Dalam konteks latar sejarah inilah, cerita akan berpusat kepada karakter utama, yang diambil dari kisah nyata yang benar terjadi, yakni kisah Boby Rahman atau Elito , yang merupakan mantan panglima Falintil (sayap militer Fretilin), Brigadir Jenderal Timor Leste, Mr. Lere Anan Timur , putra yang puluhan tahun lalu diadopsi dan dibawa ke Jakarta oleh seorang perwira kepolisian. Masa itu Boby bernama Elito, lahir di hutan persembunyian yang kemudian dianggap beban perjuangan, lalu ditinggalkan dengan harapan diselamatkan oleh musuh. Dalam lingkungan keluarga angkat itu, Elito dibesarkan secara layak, disayangi, dididik seperti anak kandung sendiri.

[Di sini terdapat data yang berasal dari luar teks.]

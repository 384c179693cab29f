//! # Backoff calculator for retrying jobs.
//!
//! [`Backoff`] maps an upcoming attempt number to the delay that must elapse
//! before that attempt runs. It comes in two shapes:
//! - [`Backoff::Fixed`] the same delay for every retry;
//! - [`Backoff::Exponential`] the base delay doubled per attempt, optionally capped.
//!
//! The calculator is a pure function of `(self, attempt)`: no state is carried
//! between calls, so a retry chain can be resumed anywhere and still produce
//! the same delay sequence. Arithmetic is integer milliseconds and saturating;
//! an uncapped exponential curve is clamped to [`Backoff::UNBOUNDED_CAP`]
//! so intermediate multiplication can never overflow.
//!
//! # Example
//! ```rust
//! use std::time::Duration;
//! use jobvisor::Backoff;
//!
//! let backoff = Backoff::exponential_capped(Duration::from_secs(1), Duration::from_secs(8));
//!
//! // Attempt 1 — the base delay, no doubling before the first retry.
//! assert_eq!(backoff.next_delay(1), Duration::from_secs(1));
//! // Attempt 3 — 1s × 2² = 4s.
//! assert_eq!(backoff.next_delay(3), Duration::from_secs(4));
//! // Attempt 5 — 16s, capped at 8s.
//! assert_eq!(backoff.next_delay(5), Duration::from_secs(8));
//! ```

use std::time::Duration;

use serde::{Deserialize, Serialize};

/// Delay policy applied between retry attempts.
///
/// `attempt` in [`Backoff::next_delay`] is always the *upcoming* attempt
/// number (1-based): the wait before attempt `k` is `next_delay(k)`.
#[derive(Clone, Copy, Debug, PartialEq, Eq, Serialize, Deserialize)]
#[serde(tag = "type", rename_all = "snake_case")]
pub enum Backoff {
    /// Constant delay, independent of the attempt number.
    Fixed {
        /// Delay before every retry.
        delay: Duration,
    },
    /// Delay doubling per attempt: `delay × 2^(attempt-1)`, clamped to `max`
    /// when given (or to [`Backoff::UNBOUNDED_CAP`] otherwise).
    Exponential {
        /// Base delay, used as-is for attempt 1.
        delay: Duration,
        /// Optional cap. When `max < delay` the cap still wins.
        max: Option<Duration>,
    },
}

impl Backoff {
    /// Clamp applied to an uncapped exponential curve (~49.7 days).
    pub const UNBOUNDED_CAP: Duration = Duration::from_millis(u32::MAX as u64);

    /// Constant delay for every retry.
    pub fn fixed(delay: Duration) -> Self {
        Backoff::Fixed { delay }
    }

    /// Doubling delay without an explicit cap.
    pub fn exponential(delay: Duration) -> Self {
        Backoff::Exponential { delay, max: None }
    }

    /// Doubling delay clamped to `max`.
    pub fn exponential_capped(delay: Duration, max: Duration) -> Self {
        Backoff::Exponential {
            delay,
            max: Some(max),
        }
    }

    /// Computes the delay before the given attempt (1-based).
    ///
    /// - `Fixed` returns the configured delay unconditionally.
    /// - `Exponential` returns `min(delay × 2^(attempt-1), cap)` where `cap`
    ///   is `max` or [`Backoff::UNBOUNDED_CAP`]. The sequence is
    ///   non-decreasing in `attempt`.
    ///
    /// An `attempt` of 0 is treated as 1.
    pub fn next_delay(&self, attempt: u32) -> Duration {
        match *self {
            Backoff::Fixed { delay } => delay,
            Backoff::Exponential { delay, max } => {
                let base = u64::try_from(delay.as_millis()).unwrap_or(u64::MAX);
                // Shift exponent clamped to 63; anything past that saturates anyway.
                let exp = attempt.saturating_sub(1).min(63);
                let raw = base.saturating_mul(1u64 << exp);

                let cap = max.unwrap_or(Self::UNBOUNDED_CAP);
                let cap_ms = u64::try_from(cap.as_millis()).unwrap_or(u64::MAX);
                Duration::from_millis(raw.min(cap_ms))
            }
        }
    }
}

#[cfg(test)]
mod tests {
    use super::*;

    #[test]
    fn test_fixed_is_constant_for_all_attempts() {
        let backoff = Backoff::fixed(Duration::from_millis(250));
        for attempt in 1..=20 {
            assert_eq!(
                backoff.next_delay(attempt),
                Duration::from_millis(250),
                "attempt {} should stay at 250ms",
                attempt
            );
        }
    }

    #[test]
    fn test_exponential_doubles_from_base() {
        let backoff = Backoff::exponential(Duration::from_millis(100));
        assert_eq!(backoff.next_delay(1), Duration::from_millis(100));
        assert_eq!(backoff.next_delay(2), Duration::from_millis(200));
        assert_eq!(backoff.next_delay(3), Duration::from_millis(400));
        assert_eq!(backoff.next_delay(4), Duration::from_millis(800));
    }

    #[test]
    fn test_exponential_capped_sequence() {
        let backoff =
            Backoff::exponential_capped(Duration::from_millis(1000), Duration::from_millis(8000));
        let delays: Vec<u64> = (1..=5)
            .map(|k| backoff.next_delay(k).as_millis() as u64)
            .collect();
        assert_eq!(delays, vec![1000, 2000, 4000, 8000, 8000]);
    }

    #[test]
    fn test_exponential_is_non_decreasing() {
        let backoff =
            Backoff::exponential_capped(Duration::from_millis(30), Duration::from_secs(60));
        let mut prev = Duration::ZERO;
        for attempt in 1..=80 {
            let delay = backoff.next_delay(attempt);
            assert!(
                delay >= prev,
                "attempt {}: {:?} < previous {:?}",
                attempt,
                delay,
                prev
            );
            prev = delay;
        }
    }

    #[test]
    fn test_cap_below_base_returns_cap() {
        let backoff =
            Backoff::exponential_capped(Duration::from_secs(10), Duration::from_secs(5));
        assert_eq!(backoff.next_delay(1), Duration::from_secs(5));
    }

    #[test]
    fn test_uncapped_clamps_to_sentinel() {
        let backoff = Backoff::exponential(Duration::from_secs(1));
        assert_eq!(backoff.next_delay(64), Backoff::UNBOUNDED_CAP);
        assert_eq!(backoff.next_delay(u32::MAX), Backoff::UNBOUNDED_CAP);
    }

    #[test]
    fn test_huge_attempt_saturates_at_cap() {
        let backoff =
            Backoff::exponential_capped(Duration::from_millis(100), Duration::from_secs(60));
        assert_eq!(backoff.next_delay(100), Duration::from_secs(60));
    }

    #[test]
    fn test_attempt_zero_treated_as_first() {
        let backoff = Backoff::exponential(Duration::from_millis(100));
        assert_eq!(backoff.next_delay(0), Duration::from_millis(100));
    }

    #[test]
    fn test_zero_delay_stays_zero() {
        let backoff = Backoff::exponential(Duration::ZERO);
        for attempt in 1..=10 {
            assert_eq!(backoff.next_delay(attempt), Duration::ZERO);
        }
    }

    #[test]
    fn test_serde_round_trip() {
        let backoff =
            Backoff::exponential_capped(Duration::from_millis(500), Duration::from_secs(30));
        let json = serde_json::to_string(&backoff).unwrap();
        let parsed: Backoff = serde_json::from_str(&json).unwrap();
        assert_eq!(parsed, backoff);
    }
}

Kisah demi kisah kemudian akan bergulir dalam setiap episode relasi konflik, intrik, percintaan dan persaudaran yang terjadi antara elito dengan berbagai karakter penokohan lainnya, yang merjaut menjadi sebuah cerita fictionalisasi sejarah dengan tujuan untuk memperlihatkan aspek lain sejarah kemanusian yang terjadi antara Indonesia dan Timor Leste, dengan lebih berimbang,  setara dan mempererat hubungan persaudaraan yang terjalin.